#### INSTRUCTIONS FOR THE TASK:
Look below for the line containing "let mut result = V::ZERO;" and the line containing "assert_eq!(logarithm(2u64, u64::MAX), 63);"; repeat exactly those two lines and all lines between them, and nothing else.

(Data items)

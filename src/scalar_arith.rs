//! Arithmetic helpers over scalar values.
//!
//! These mirror the built-in operators and exist for generic code which wants to pass
//! arithmetic around as plain functions.

use core::ops;

use num_traits::PrimInt;

use super::consts::Constants;
use super::scalar_cmp::is_greater;

pub fn add<V: ops::Add<Output = V>>(a: V, b: V) -> V {
    a + b
}

pub fn subtract<V: ops::Sub<Output = V>>(a: V, b: V) -> V {
    a - b
}

pub fn multiply<V: ops::Mul<Output = V>>(a: V, b: V) -> V {
    a * b
}

/// Divide `a` by `b`, truncating towards zero for integers.
pub fn divide<V: ops::Div<Output = V>>(a: V, b: V) -> V {
    a / b
}

pub fn modulo<V: ops::Rem<Output = V>>(a: V, b: V) -> V {
    a % b
}

pub fn negate<V: ops::Neg<Output = V>>(a: V) -> V {
    -a
}

/// `a` if greater than zero, its negation otherwise.
pub fn absolute_value<V: ops::Neg<Output = V> + PartialOrd + Constants + Copy>(a: V) -> V {
    if is_greater(a, V::ZERO) {
        a
    } else {
        -a
    }
}

/// Integer logarithm.
///
/// Returns the number of times `value` can be divided by `base` before dropping below `base`,
/// i.e. `floor(log_base(value))` for `value >= 1`. Evaluates to zero for `value <= 1`.
///
/// The running power of `base` is checked for overflow, so this terminates for any `value` up to
/// the type's maximum.
///
/// # Arguments
///
/// * `base` - The logarithm's base, must be greater than one.
/// * `value` - The logarithm's argument.
///
pub fn logarithm<V: PrimInt + Constants>(base: V, value: V) -> V {
    debug_assert!(base > V::ONE);
    if base <= V::ONE {
        return V::ZERO;
    }

    let mut result = V::ZERO;
    let mut power = base;
    while power <= value {
        result = result + V::ONE;
        power = match power.checked_mul(&base) {
            Some(power) => power,
            None => break,
        };
    }
    result
}

#[test]
fn test_scalar_arith() {
    assert_eq!(add(2u8, 3), 5);
    assert_eq!(subtract(2i32, 3), -1);
    assert_eq!(multiply(6u64, 7), 42);
    assert_eq!(divide(7u16, 2), 3);
    assert_eq!(divide(-7i16, 2), -3);
    assert_eq!(modulo(7u32, 3), 1);
    assert_eq!(negate(5i64), -5);
    assert_eq!(absolute_value(-5i8), 5);
    assert_eq!(absolute_value(5i8), 5);
    assert_eq!(absolute_value(0isize), 0);
}

#[test]
fn test_absolute_value() {
    assert_eq!(absolute_value(1i8), 1);
    assert_eq!(absolute_value(-1i8), 1);
    assert_eq!(absolute_value(i8::MAX), i8::MAX);
    assert_eq!(absolute_value(-i8::MAX), i8::MAX);
    assert_eq!(absolute_value(0i32), 0);
    assert_eq!(absolute_value(-1_000_000i64), 1_000_000);
    assert_eq!(absolute_value(i128::MIN + 1), i128::MAX);
}

#[test]
fn test_logarithm() {
    assert_eq!(logarithm(2u32, 0), 0);
    assert_eq!(logarithm(2u32, 1), 0);
    assert_eq!(logarithm(2u32, 2), 1);
    assert_eq!(logarithm(2u32, 63), 5);
    assert_eq!(logarithm(2u32, 64), 6);
    assert_eq!(logarithm(2u32, 127), 6);
    assert_eq!(logarithm(2u32, 128), 7);
    assert_eq!(logarithm(5u64, 624), 3);
    assert_eq!(logarithm(5u64, 625), 4);
    assert_eq!(logarithm(16usize, 4096), 3);
    assert_eq!(logarithm(10i64, 100000), 5);
}

#[test]
fn test_logarithm_near_max() {
    assert_eq!(logarithm(2u8, 255), 7);
    assert_eq!(logarithm(2u8, 128), 7);
    assert_eq!(logarithm(3u8, 255), 5);
    assert_eq!(logarithm(2u64, u64::MAX), 63);
    assert_eq!(logarithm(10u32, u32::MAX), 9);
}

#### REPLY:
    let mut result = V::ZERO;
    let mut power = base;
    while power <= value {
        result = result + V::ONE;
        power = match power.checked_mul(&base) {
            Some(power) => power,
            None => break,
        };
    }
    result
}

#[test]
fn test_scalar_arith() {
    assert_eq!(add(2u8, 3), 5);
    assert_eq!(subtract(2i32, 3), -1);
    assert_eq!(multiply(6u64, 7), 42);
    assert_eq!(divide(7u16, 2), 3);
    assert_eq!(divide(-7i16, 2), -3);
    assert_eq!(modulo(7u32, 3), 1);
    assert_eq!(negate(5i64), -5);
    assert_eq!(absolute_value(-5i8), 5);
    assert_eq!(absolute_value(5i8), 5);
    assert_eq!(absolute_value(0isize), 0);
}

#[test]
fn test_absolute_value() {
    assert_eq!(absolute_value(1i8), 1);
    assert_eq!(absolute_value(-1i8), 1);
    assert_eq!(absolute_value(i8::MAX), i8::MAX);
    assert_eq!(absolute_value(-i8::MAX), i8::MAX);
    assert_eq!(absolute_value(0i32), 0);
    assert_eq!(absolute_value(-1_000_000i64), 1_000_000);
    assert_eq!(absolute_value(i128::MIN + 1), i128::MAX);
}

#[test]
fn test_logarithm() {
    assert_eq!(logarithm(2u32, 0), 0);
    assert_eq!(logarithm(2u32, 1), 0);
    assert_eq!(logarithm(2u32, 2), 1);
    assert_eq!(logarithm(2u32, 63), 5);
    assert_eq!(logarithm(2u32, 64), 6);
    assert_eq!(logarithm(2u32, 127), 6);
    assert_eq!(logarithm(2u32, 128), 7);
    assert_eq!(logarithm(5u64, 624), 3);
    assert_eq!(logarithm(5u64, 625), 4);
    assert_eq!(logarithm(16usize, 4096), 3);
    assert_eq!(logarithm(10i64, 100000), 5);
}

#[test]
fn test_logarithm_near_max() {
    assert_eq!(logarithm(2u8, 255), 7);
    assert_eq!(logarithm(2u8, 128), 7);
    assert_eq!(logarithm(3u8, 255), 5);
    assert_eq!(logarithm(2u64, u64::MAX), 63);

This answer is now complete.